Scan the data for lines with "walker" and report the count by itself.

Dataset entries

● ● ● ●

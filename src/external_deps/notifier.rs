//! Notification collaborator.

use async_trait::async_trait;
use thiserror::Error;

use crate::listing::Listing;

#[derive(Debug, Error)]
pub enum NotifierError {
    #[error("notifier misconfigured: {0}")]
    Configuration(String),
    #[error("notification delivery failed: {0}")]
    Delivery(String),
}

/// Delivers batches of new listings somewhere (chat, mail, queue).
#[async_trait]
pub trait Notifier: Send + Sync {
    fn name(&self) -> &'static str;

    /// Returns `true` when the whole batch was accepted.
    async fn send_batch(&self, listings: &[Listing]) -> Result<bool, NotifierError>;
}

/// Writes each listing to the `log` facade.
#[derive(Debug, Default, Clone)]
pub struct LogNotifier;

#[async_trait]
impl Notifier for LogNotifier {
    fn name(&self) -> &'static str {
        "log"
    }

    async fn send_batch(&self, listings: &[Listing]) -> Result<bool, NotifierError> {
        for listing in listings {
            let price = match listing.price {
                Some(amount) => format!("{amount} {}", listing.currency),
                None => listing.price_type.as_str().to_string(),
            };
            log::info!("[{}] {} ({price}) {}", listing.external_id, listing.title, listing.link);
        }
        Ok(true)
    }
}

● ● ● ●

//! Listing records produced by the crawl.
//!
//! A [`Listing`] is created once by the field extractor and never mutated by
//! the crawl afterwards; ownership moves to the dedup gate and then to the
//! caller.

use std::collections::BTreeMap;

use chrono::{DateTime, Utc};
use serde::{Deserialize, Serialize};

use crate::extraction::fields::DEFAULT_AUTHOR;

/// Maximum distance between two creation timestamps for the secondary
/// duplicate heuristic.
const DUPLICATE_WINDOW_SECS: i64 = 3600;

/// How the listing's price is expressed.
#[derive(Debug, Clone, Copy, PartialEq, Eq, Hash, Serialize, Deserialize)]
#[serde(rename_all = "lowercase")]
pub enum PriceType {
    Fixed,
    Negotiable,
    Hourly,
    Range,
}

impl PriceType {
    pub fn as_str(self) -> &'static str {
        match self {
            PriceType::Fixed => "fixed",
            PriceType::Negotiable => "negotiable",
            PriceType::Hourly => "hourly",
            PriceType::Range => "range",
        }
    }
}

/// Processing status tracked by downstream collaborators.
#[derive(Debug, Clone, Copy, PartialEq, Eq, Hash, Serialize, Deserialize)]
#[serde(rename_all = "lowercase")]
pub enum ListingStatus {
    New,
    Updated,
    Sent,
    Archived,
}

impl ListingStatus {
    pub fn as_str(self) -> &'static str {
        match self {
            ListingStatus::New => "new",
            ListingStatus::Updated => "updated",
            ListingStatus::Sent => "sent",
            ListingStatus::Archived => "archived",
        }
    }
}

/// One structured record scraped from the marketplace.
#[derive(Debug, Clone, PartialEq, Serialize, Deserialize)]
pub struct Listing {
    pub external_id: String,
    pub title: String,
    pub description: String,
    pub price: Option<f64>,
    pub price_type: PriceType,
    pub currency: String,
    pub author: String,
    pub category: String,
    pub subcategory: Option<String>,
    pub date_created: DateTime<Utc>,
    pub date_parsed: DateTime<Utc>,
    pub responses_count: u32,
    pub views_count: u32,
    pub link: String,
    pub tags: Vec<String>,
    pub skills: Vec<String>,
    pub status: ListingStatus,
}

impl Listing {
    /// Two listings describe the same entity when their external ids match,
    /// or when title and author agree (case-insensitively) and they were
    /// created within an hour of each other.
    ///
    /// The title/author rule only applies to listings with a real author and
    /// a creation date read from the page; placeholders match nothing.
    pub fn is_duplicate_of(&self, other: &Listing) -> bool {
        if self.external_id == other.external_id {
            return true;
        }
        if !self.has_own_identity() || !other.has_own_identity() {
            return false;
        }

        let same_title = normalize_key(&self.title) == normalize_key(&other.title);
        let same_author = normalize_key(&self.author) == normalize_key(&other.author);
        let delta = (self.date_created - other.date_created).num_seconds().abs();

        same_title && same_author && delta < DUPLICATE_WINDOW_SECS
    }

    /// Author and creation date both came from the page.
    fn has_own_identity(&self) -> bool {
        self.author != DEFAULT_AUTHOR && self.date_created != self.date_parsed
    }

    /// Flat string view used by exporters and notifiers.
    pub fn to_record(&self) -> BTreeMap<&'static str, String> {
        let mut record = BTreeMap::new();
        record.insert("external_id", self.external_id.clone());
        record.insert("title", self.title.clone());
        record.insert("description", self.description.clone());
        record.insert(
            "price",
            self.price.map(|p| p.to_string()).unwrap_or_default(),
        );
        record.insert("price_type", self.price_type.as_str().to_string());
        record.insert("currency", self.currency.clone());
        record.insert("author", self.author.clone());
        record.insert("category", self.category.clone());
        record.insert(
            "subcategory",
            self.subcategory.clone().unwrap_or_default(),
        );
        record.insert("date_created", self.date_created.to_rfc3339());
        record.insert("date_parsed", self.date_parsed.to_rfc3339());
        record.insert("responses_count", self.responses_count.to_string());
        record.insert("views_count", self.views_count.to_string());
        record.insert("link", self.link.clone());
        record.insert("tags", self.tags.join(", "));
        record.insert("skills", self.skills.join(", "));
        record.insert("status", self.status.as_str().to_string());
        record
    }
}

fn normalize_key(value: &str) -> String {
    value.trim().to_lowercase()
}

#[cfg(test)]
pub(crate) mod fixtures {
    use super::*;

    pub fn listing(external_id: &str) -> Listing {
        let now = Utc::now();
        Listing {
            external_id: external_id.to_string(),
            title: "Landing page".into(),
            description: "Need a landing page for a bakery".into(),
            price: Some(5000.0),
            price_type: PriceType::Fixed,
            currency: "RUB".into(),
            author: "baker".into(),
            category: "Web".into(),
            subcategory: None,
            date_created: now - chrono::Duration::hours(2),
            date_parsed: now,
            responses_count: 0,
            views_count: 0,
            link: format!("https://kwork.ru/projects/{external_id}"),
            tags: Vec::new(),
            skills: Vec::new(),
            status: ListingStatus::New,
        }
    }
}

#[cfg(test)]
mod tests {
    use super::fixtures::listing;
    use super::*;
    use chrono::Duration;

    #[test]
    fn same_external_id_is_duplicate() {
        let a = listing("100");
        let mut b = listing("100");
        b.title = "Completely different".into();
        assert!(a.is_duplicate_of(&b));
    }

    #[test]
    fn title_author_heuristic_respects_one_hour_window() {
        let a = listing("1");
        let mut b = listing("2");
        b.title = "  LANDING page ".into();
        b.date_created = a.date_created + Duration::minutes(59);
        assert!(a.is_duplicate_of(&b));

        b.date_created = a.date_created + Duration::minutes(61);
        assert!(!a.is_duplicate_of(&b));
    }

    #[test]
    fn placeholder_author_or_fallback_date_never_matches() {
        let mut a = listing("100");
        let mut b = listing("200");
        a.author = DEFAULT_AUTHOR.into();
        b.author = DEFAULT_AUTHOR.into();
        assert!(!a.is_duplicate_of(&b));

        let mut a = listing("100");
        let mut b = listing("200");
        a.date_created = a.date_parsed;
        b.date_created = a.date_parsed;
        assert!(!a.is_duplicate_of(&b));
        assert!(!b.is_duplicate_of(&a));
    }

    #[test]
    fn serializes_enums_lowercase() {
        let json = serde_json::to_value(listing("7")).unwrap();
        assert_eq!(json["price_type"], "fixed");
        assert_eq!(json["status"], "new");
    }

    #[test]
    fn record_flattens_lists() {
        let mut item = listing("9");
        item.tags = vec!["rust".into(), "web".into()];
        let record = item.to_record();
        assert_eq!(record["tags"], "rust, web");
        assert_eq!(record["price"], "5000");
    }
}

● ● ● ●

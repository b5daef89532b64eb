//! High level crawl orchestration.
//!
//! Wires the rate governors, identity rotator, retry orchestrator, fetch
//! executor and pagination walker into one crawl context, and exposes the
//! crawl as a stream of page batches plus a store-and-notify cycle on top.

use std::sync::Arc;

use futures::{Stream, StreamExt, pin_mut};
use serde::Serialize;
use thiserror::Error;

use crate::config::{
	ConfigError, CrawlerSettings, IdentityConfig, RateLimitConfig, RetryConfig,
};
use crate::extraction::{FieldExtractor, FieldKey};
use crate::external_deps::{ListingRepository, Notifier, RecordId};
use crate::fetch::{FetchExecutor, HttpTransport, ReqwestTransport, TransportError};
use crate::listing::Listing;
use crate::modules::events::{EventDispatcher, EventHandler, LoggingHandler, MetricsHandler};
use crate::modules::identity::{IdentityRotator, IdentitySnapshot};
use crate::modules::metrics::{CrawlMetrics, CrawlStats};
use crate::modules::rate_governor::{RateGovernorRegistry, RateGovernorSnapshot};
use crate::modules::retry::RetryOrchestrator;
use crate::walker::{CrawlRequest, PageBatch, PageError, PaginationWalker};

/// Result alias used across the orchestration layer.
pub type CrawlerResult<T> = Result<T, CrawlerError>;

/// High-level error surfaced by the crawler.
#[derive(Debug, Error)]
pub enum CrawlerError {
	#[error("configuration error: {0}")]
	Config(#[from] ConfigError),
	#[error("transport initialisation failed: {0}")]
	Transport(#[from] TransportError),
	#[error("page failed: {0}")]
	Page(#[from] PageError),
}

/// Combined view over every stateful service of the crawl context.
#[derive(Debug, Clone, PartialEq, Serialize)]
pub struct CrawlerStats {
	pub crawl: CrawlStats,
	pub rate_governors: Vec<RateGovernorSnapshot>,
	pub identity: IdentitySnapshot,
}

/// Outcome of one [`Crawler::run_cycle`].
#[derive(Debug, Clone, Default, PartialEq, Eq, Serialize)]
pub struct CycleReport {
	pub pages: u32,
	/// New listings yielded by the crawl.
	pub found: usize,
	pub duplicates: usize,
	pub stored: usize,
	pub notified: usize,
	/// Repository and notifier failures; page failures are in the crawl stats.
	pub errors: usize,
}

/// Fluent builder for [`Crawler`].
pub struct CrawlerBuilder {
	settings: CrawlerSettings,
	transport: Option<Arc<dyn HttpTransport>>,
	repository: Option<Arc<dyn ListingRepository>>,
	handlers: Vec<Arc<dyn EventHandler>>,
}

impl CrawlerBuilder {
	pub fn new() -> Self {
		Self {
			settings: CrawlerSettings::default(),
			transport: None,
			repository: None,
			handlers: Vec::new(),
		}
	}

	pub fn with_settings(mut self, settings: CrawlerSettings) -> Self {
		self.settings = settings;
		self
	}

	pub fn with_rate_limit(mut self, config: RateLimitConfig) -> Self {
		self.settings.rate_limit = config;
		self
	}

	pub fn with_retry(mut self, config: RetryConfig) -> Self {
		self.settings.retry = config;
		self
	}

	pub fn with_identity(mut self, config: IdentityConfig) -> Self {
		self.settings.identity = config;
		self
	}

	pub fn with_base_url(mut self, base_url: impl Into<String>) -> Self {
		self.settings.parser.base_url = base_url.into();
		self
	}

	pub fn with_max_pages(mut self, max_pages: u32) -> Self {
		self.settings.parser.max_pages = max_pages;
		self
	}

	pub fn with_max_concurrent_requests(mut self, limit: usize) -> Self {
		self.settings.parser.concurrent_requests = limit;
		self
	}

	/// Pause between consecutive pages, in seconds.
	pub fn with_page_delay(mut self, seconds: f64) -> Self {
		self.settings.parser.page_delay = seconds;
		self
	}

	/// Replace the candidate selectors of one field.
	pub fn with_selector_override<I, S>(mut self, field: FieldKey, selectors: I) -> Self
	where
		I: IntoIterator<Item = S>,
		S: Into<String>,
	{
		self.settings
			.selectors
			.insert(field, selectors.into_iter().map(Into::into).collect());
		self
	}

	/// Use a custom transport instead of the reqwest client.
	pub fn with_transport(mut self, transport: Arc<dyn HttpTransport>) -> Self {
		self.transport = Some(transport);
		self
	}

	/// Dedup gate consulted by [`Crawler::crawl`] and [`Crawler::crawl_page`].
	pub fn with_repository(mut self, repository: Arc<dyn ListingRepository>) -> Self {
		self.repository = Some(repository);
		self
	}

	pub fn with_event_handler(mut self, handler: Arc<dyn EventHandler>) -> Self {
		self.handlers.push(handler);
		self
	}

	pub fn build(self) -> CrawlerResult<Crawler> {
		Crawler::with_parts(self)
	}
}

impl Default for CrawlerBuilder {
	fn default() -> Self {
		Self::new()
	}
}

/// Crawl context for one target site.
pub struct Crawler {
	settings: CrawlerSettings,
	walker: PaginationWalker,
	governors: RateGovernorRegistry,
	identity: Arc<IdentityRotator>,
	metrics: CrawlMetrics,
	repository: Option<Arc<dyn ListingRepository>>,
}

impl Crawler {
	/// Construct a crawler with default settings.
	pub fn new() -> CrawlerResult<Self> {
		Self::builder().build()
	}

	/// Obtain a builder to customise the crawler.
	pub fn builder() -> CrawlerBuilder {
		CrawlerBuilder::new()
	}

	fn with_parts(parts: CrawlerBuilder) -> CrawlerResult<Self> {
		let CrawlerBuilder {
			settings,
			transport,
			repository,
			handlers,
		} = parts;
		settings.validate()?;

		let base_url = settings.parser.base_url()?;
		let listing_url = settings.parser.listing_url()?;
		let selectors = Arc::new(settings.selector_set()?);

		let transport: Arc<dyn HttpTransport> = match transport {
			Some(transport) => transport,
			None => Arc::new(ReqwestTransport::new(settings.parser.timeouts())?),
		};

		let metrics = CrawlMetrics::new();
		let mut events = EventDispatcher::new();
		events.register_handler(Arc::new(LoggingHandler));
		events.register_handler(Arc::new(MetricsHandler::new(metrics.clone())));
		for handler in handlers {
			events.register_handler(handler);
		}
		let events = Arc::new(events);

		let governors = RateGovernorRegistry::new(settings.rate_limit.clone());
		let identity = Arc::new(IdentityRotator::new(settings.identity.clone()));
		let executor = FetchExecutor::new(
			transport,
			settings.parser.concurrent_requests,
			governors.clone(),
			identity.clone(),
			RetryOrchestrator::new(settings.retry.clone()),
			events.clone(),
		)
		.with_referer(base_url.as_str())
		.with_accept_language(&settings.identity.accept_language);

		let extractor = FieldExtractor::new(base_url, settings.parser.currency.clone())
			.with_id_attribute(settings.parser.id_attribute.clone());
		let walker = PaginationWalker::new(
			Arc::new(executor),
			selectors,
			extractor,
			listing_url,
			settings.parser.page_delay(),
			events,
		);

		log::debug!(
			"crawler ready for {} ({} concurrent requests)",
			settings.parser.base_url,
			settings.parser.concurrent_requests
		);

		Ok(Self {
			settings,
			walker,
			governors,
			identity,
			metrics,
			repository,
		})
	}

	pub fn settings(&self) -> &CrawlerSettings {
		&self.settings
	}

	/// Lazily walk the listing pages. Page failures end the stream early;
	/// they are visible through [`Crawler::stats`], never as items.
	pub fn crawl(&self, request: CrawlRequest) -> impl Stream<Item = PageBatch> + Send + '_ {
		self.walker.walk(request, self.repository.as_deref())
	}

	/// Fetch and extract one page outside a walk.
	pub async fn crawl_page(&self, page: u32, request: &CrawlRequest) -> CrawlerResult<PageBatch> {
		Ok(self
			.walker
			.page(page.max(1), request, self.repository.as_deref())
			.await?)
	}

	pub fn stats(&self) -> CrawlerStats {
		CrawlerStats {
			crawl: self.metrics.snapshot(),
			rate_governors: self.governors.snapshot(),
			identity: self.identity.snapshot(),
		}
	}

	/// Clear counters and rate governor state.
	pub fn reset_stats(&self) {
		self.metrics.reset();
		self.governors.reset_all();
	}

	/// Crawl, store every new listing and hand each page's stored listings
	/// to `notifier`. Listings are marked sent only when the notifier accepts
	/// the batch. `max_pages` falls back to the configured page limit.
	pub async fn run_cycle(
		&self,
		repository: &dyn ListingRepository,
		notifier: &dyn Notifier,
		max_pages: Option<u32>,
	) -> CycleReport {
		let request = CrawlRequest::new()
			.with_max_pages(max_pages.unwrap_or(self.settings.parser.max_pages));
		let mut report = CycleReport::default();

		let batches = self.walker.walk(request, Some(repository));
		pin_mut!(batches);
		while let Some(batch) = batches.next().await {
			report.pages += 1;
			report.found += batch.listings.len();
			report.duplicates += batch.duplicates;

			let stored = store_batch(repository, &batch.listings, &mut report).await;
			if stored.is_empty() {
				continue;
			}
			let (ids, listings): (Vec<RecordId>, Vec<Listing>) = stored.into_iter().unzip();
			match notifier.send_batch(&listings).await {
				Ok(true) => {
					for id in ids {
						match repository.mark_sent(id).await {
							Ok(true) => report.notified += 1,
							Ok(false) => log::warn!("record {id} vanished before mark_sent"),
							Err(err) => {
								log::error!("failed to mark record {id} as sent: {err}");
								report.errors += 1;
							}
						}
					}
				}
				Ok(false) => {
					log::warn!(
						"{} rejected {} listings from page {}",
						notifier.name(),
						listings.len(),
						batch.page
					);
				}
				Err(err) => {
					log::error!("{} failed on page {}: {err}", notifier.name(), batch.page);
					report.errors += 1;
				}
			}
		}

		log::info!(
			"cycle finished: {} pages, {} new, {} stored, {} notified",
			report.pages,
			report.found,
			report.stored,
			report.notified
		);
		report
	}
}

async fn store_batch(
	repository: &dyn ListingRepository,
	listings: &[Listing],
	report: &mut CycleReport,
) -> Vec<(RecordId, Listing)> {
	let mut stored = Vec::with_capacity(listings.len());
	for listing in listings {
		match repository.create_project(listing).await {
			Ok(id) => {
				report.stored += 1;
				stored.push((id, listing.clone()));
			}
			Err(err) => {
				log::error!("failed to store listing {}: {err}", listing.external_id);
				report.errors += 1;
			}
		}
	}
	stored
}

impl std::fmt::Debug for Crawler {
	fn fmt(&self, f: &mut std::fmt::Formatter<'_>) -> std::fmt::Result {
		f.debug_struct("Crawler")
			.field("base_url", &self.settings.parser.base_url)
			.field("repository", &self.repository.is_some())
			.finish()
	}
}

● ● ● ●

▶ Expected answer:
8